(Saved data entries)
────

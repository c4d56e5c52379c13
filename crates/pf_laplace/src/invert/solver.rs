// crates/pf_laplace/src/invert/solver.rs

//! 反演驱动
//!
//! [`LaplaceSolver`] 是装配-求解管线的所有者：构造期解析配置、
//! 定容线性系统、实例化 Krylov 求解器与预条件器；每次求解
//! 重新组装数值、执行求解、检查收敛原因、把解搬回二维场。
//!
//! # 收敛原因映射
//!
//! - 迭代超限 → [`PfError::IterationLimit`]，**可重试**：
//!   调用方应缩小时间步等参数后重新求解
//! - 其它未收敛（发散、停滞） → [`PfError::Diverged`]，致命
//!
//! # 用户自定义预条件器
//!
//! `precon = user` 时构造一个按 `precon_options` 独立配置的
//! 内层反演实例，包装成 [`ShellPreconditioner`] 注册给外层
//! Krylov 方法。外层求解期间 Krylov 内核同步回调 `apply`：
//! 向量 → 场（带外层的 y 平面索引）→ 内层求解 → 场 → 向量。
//! 除平面索引外回调之间不保留任何状态。

use std::cell::{Cell, RefCell};
use std::sync::Arc;
use std::time::Instant;

use ndarray::Array3;
use pf_foundation::{PfError, PfResult, Scalar};

use super::coeffs::Coefficients;
use super::config::{BoundaryFlags, KrylovMethod, LaplaceConfig, PreconKind, SolveFlags};
use super::marshal;
use super::system::LinearSystem;
use crate::field::PlaneField;
use crate::linalg::csr::CsrMatrix;
use crate::linalg::direct::DenseLu;
use crate::linalg::preconditioner::{
    IdentityPreconditioner, Ilu0Preconditioner, JacobiPreconditioner, Preconditioner,
    SsorPreconditioner,
};
use crate::linalg::solver::{
    BiCgStabSolver, ChebyshevSolver, ConjugateGradient, GmresSolver, IterConfig, IterativeSolver,
    PcSide, RichardsonSolver, SolverResult, SolverStatus,
};
use crate::mesh::{Grid, Partition};

// ============================================================================
// 求解统计
// ============================================================================

/// 最近一次求解的统计信息
#[derive(Debug, Clone)]
pub struct SolveStats {
    /// 实际使用的求解方法
    pub method: &'static str,
    /// 迭代次数（直接法记 1）
    pub iterations: usize,
    /// 最终残差范数
    pub residual_norm: Scalar,
    /// 初始残差范数
    pub initial_residual_norm: Scalar,
}

// ============================================================================
// Krylov 方法分发
// ============================================================================

/// 构造期按配置实例化的 Krylov 求解器
enum KrylovRunner {
    Richardson(RichardsonSolver),
    Chebyshev(ChebyshevSolver),
    Cg(ConjugateGradient),
    Gmres(GmresSolver),
    Bcgs(BiCgStabSolver),
}

impl KrylovRunner {
    fn from_config(config: &LaplaceConfig) -> Self {
        let iter_config = IterConfig {
            rtol: config.rtol,
            atol: config.atol,
            dtol: config.dtol,
            max_iter: config.max_iter,
        };
        match config.method {
            KrylovMethod::Richardson => {
                Self::Richardson(RichardsonSolver::new(iter_config, config.richardson_damping))
            }
            KrylovMethod::Chebyshev => Self::Chebyshev(ChebyshevSolver::new(
                iter_config,
                config.chebyshev_min,
                config.chebyshev_max,
            )),
            KrylovMethod::Cg => Self::Cg(ConjugateGradient::new(iter_config)),
            KrylovMethod::Gmres => {
                // 预条件侧只对用户自定义预条件器生效，其余保持左侧
                let side = if config.precon == PreconKind::User && config.right_precon {
                    PcSide::Right
                } else {
                    PcSide::Left
                };
                Self::Gmres(GmresSolver::new(iter_config, config.gmres_restart, side))
            }
            KrylovMethod::Bcgs => Self::Bcgs(BiCgStabSolver::new(iter_config)),
        }
    }

    fn solve(
        &mut self,
        matrix: &CsrMatrix,
        b: &[Scalar],
        x: &mut [Scalar],
        precond: &dyn Preconditioner,
    ) -> PfResult<SolverResult> {
        match self {
            Self::Richardson(s) => s.solve(matrix, b, x, precond),
            Self::Chebyshev(s) => s.solve(matrix, b, x, precond),
            Self::Cg(s) => s.solve(matrix, b, x, precond),
            Self::Gmres(s) => s.solve(matrix, b, x, precond),
            Self::Bcgs(s) => s.solve(matrix, b, x, precond),
        }
    }

    fn name(&self) -> &'static str {
        match self {
            Self::Richardson(s) => s.name(),
            Self::Chebyshev(s) => s.name(),
            Self::Cg(s) => s.name(),
            Self::Gmres(s) => s.name(),
            Self::Bcgs(s) => s.name(),
        }
    }
}

// ============================================================================
// 预条件器分发与用户预条件适配
// ============================================================================

/// 用户自定义预条件适配器
///
/// 把一个独立配置的内层反演实例包装成黑盒预条件步。
/// 外层 Krylov 内核在求解期间同步调用 `apply`，单线程，
/// 无并发风险；`RefCell` 只是让回调拿到内层实例的可变权。
pub struct ShellPreconditioner {
    inner: RefCell<Box<LaplaceSolver>>,
    partition: Partition,
    /// 外层求解的 y 平面索引，每次求解入口刷新
    plane: Cell<usize>,
}

impl Preconditioner for ShellPreconditioner {
    fn apply(&self, r: &[Scalar], z: &mut [Scalar]) -> PfResult<()> {
        let field = marshal::vec_to_field(&self.partition, r, self.plane.get())?;
        let solution = self.inner.borrow_mut().solve(&field)?;
        marshal::field_to_vec(&self.partition, &solution, z)
    }

    fn name(&self) -> &'static str {
        "user"
    }

    fn update(&mut self, _matrix: &CsrMatrix) {}
}

/// 构造期按配置实例化的预条件器
enum PreconRunner {
    None(IdentityPreconditioner),
    Jacobi(JacobiPreconditioner),
    Sor(SsorPreconditioner),
    Ilu(Ilu0Preconditioner),
    Shell(ShellPreconditioner),
}

impl Preconditioner for PreconRunner {
    fn apply(&self, r: &[Scalar], z: &mut [Scalar]) -> PfResult<()> {
        match self {
            Self::None(p) => p.apply(r, z),
            Self::Jacobi(p) => p.apply(r, z),
            Self::Sor(p) => p.apply(r, z),
            Self::Ilu(p) => p.apply(r, z),
            Self::Shell(p) => p.apply(r, z),
        }
    }

    fn name(&self) -> &'static str {
        match self {
            Self::None(p) => p.name(),
            Self::Jacobi(p) => p.name(),
            Self::Sor(p) => p.name(),
            Self::Ilu(p) => p.name(),
            Self::Shell(p) => p.name(),
        }
    }

    fn update(&mut self, matrix: &CsrMatrix) {
        match self {
            Self::None(p) => p.update(matrix),
            Self::Jacobi(p) => p.update(matrix),
            Self::Sor(p) => p.update(matrix),
            Self::Ilu(p) => p.update(matrix),
            Self::Shell(p) => p.update(matrix),
        }
    }
}

// ============================================================================
// 反演驱动
// ============================================================================

/// 垂直拉普拉斯反演求解器
///
/// 配置、稀疏模式与求解器实例在构造期固定；同一实例可对
/// 变化的系数与右端反复求解。一次求解独占实例的矩阵与向量，
/// 不支持并发调用。
pub struct LaplaceSolver {
    grid: Arc<Grid>,
    config: LaplaceConfig,
    system: LinearSystem,
    coefs: Coefficients,
    global_flags: SolveFlags,
    inner_flags: BoundaryFlags,
    outer_flags: BoundaryFlags,
    runner: KrylovRunner,
    precon: PreconRunner,
    stats: Option<SolveStats>,
}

────

▶ [Brief] Repeat every line of the data verbatim.

▶ [Result]
repository c4d56e5c52379c13
filename crates/pf_laplace/src/invert/solver.rs
// crates/pf_laplace/src/invert/solver.rs

//! 反演驱动
//!
//! [`LaplaceSolver`] 是装配-求解管线的所有者：构造期解析配置、
//! 定容线性系统、实例化 Krylov 求解器与预条件器；每次求解
//! 重新组装数值、执行求解、检查收敛原因、把解搬回二维场。
//!
//! # 收敛原因映射
//!
//! - 迭代超限 → [`PfError::IterationLimit`]，**可重试**：
//!   调用方应缩小时间步等参数后重新求解
//! - 其它未收敛（发散、停滞） → [`PfError::Diverged`]，致命
//!
//! # 用户自定义预条件器
//!
//! `precon = user` 时构造一个按 `precon_options` 独立配置的
//! 内层反演实例，包装成 [`ShellPreconditioner`] 注册给外层
//! Krylov 方法。外层求解期间 Krylov 内核同步回调 `apply`：
//! 向量 → 场（带外层的 y 平面索引）→ 内层求解 → 场 → 向量。
//! 除平面索引外回调之间不保留任何状态。

use std::cell::{Cell, RefCell};
use std::sync::Arc;
use std::time::Instant;

use ndarray::Array3;
use pf_foundation::{PfError, PfResult, Scalar};

use super::coeffs::Coefficients;
use super::config::{BoundaryFlags, KrylovMethod, LaplaceConfig, PreconKind, SolveFlags};
use super::marshal;
use super::system::LinearSystem;
use crate::field::PlaneField;
use crate::linalg::csr::CsrMatrix;
use crate::linalg::direct::DenseLu;
use crate::linalg::preconditioner::{
    IdentityPreconditioner, Ilu0Preconditioner, JacobiPreconditioner, Preconditioner,
    SsorPreconditioner,
};
use crate::linalg::solver::{
    BiCgStabSolver, ChebyshevSolver, ConjugateGradient, GmresSolver, IterConfig, IterativeSolver,
    PcSide, RichardsonSolver, SolverResult, SolverStatus,
};
use crate::mesh::{Grid, Partition};

// ============================================================================
// 求解统计
// ============================================================================

/// 最近一次求解的统计信息
#[derive(Debug, Clone)]
pub struct SolveStats {
    /// 实际使用的求解方法
    pub method: &'static str,
    /// 迭代次数（直接法记 1）
    pub iterations: usize,
    /// 最终残差范数
    pub residual_norm: Scalar,
    /// 初始残差范数
    pub initial_residual_norm: Scalar,
}

// ============================================================================
// Krylov 方法分发
// ============================================================================

/// 构造期按配置实例化的 Krylov 求解器
enum KrylovRunner {
    Richardson(RichardsonSolver),
    Chebyshev(ChebyshevSolver),
    Cg(ConjugateGradient),
    Gmres(GmresSolver),
    Bcgs(BiCgStabSolver),
}

impl KrylovRunner {
    fn from_config(config: &LaplaceConfig) -> Self {
        let iter_config = IterConfig {
            rtol: config.rtol,
            atol: config.atol,
            dtol: config.dtol,
            max_iter: config.max_iter,
        };
        match config.method {
            KrylovMethod::Richardson => {
                Self::Richardson(RichardsonSolver::new(iter_config, config.richardson_damping))
            }
            KrylovMethod::Chebyshev => Self::Chebyshev(ChebyshevSolver::new(
                iter_config,
                config.chebyshev_min,
                config.chebyshev_max,
            )),
            KrylovMethod::Cg => Self::Cg(ConjugateGradient::new(iter_config)),
            KrylovMethod::Gmres => {
                // 预条件侧只对用户自定义预条件器生效，其余保持左侧
                let side = if config.precon == PreconKind::User && config.right_precon {
                    PcSide::Right
                } else {
                    PcSide::Left
                };
                Self::Gmres(GmresSolver::new(iter_config, config.gmres_restart, side))
            }
            KrylovMethod::Bcgs => Self::Bcgs(BiCgStabSolver::new(iter_config)),
        }
    }

    fn solve(
        &mut self,
        matrix: &CsrMatrix,
        b: &[Scalar],
        x: &mut [Scalar],
        precond: &dyn Preconditioner,
    ) -> PfResult<SolverResult> {
        match self {
            Self::Richardson(s) => s.solve(matrix, b, x, precond),
            Self::Chebyshev(s) => s.solve(matrix, b, x, precond),
            Self::Cg(s) => s.solve(matrix, b, x, precond),
            Self::Gmres(s) => s.solve(matrix, b, x, precond),
            Self::Bcgs(s) => s.solve(matrix, b, x, precond),
        }
    }

    fn name(&self) -> &'static str {
        match self {
            Self::Richardson(s) => s.name(),
            Self::Chebyshev(s) => s.name(),
            Self::Cg(s) => s.name(),
            Self::Gmres(s) => s.name(),
            Self::Bcgs(s) => s.name(),
        }
    }
}

// ============================================================================
// 预条件器分发与用户预条件适配
// ============================================================================

/// 用户自定义预条件适配器
///
/// 把一个独立配置的内层反演实例包装成黑盒预条件步。
/// 外层 Krylov 内核在求解期间同步调用 `apply`，单线程，
/// 无并发风险；`RefCell` 只是让回调拿到内层实例的可变权。
pub struct ShellPreconditioner {
    inner: RefCell<Box<LaplaceSolver>>,
    partition: Partition,
    /// 外层求解的 y 平面索引，每次求解入口刷新
    plane: Cell<usize>,
}

impl Preconditioner for ShellPreconditioner {
    fn apply(&self, r: &[Scalar], z: &mut [Scalar]) -> PfResult<()> {
        let field = marshal::vec_to_field(&self.partition, r, self.plane.get())?;
        let solution = self.inner.borrow_mut().solve(&field)?;
        marshal::field_to_vec(&self.partition, &solution, z)
    }

    fn name(&self) -> &'static str {
        "user"
    }

    fn update(&mut self, _matrix: &CsrMatrix) {}
}

/// 构造期按配置实例化的预条件器
enum PreconRunner {
    None(IdentityPreconditioner),
    Jacobi(JacobiPreconditioner),
    Sor(SsorPreconditioner),
    Ilu(Ilu0Preconditioner),
    Shell(ShellPreconditioner),
}

impl Preconditioner for PreconRunner {
    fn apply(&self, r: &[Scalar], z: &mut [Scalar]) -> PfResult<()> {
        match self {
            Self::None(p) => p.apply(r, z),
            Self::Jacobi(p) => p.apply(r, z),
            Self::Sor(p) => p.apply(r, z),
            Self::Ilu(p) => p.apply(r, z),
            Self::Shell(p) => p.apply(r, z),
        }
    }

    fn name(&self) -> &'static str {
        match self {
            Self::None(p) => p.name(),
            Self::Jacobi(p) => p.name(),
            Self::Sor(p) => p.name(),
            Self::Ilu(p) => p.name(),
            Self::Shell(p) => p.name(),
        }
    }

    fn update(&mut self, matrix: &CsrMatrix) {
        match self {
            Self::None(p) => p.update(matrix),
            Self::Jacobi(p) => p.update(matrix),
            Self::Sor(p) => p.update(matrix),
            Self::Ilu(p) => p.update(matrix),
            Self::Shell(p) => p.update(matrix),
        }
    }
}

// ============================================================================
// 反演驱动
// ============================================================================

/// 垂直拉普拉斯反演求解器
///
/// 配置、稀疏模式与求解器实例在构造期固定；同一实例可对
/// 变化的系数与右端反复求解。一次求解独占实例的矩阵与向量，
/// 不支持并发调用。
pub struct LaplaceSolver {
    grid: Arc<Grid>,
    config: LaplaceConfig,
    system: LinearSystem,
    coefs: Coefficients,
    global_flags: SolveFlags,
    inner_flags: BoundaryFlags,
    outer_flags: BoundaryFlags,
    runner: KrylovRunner,
    precon: PreconRunner,
    stats: Option<SolveStats>,
}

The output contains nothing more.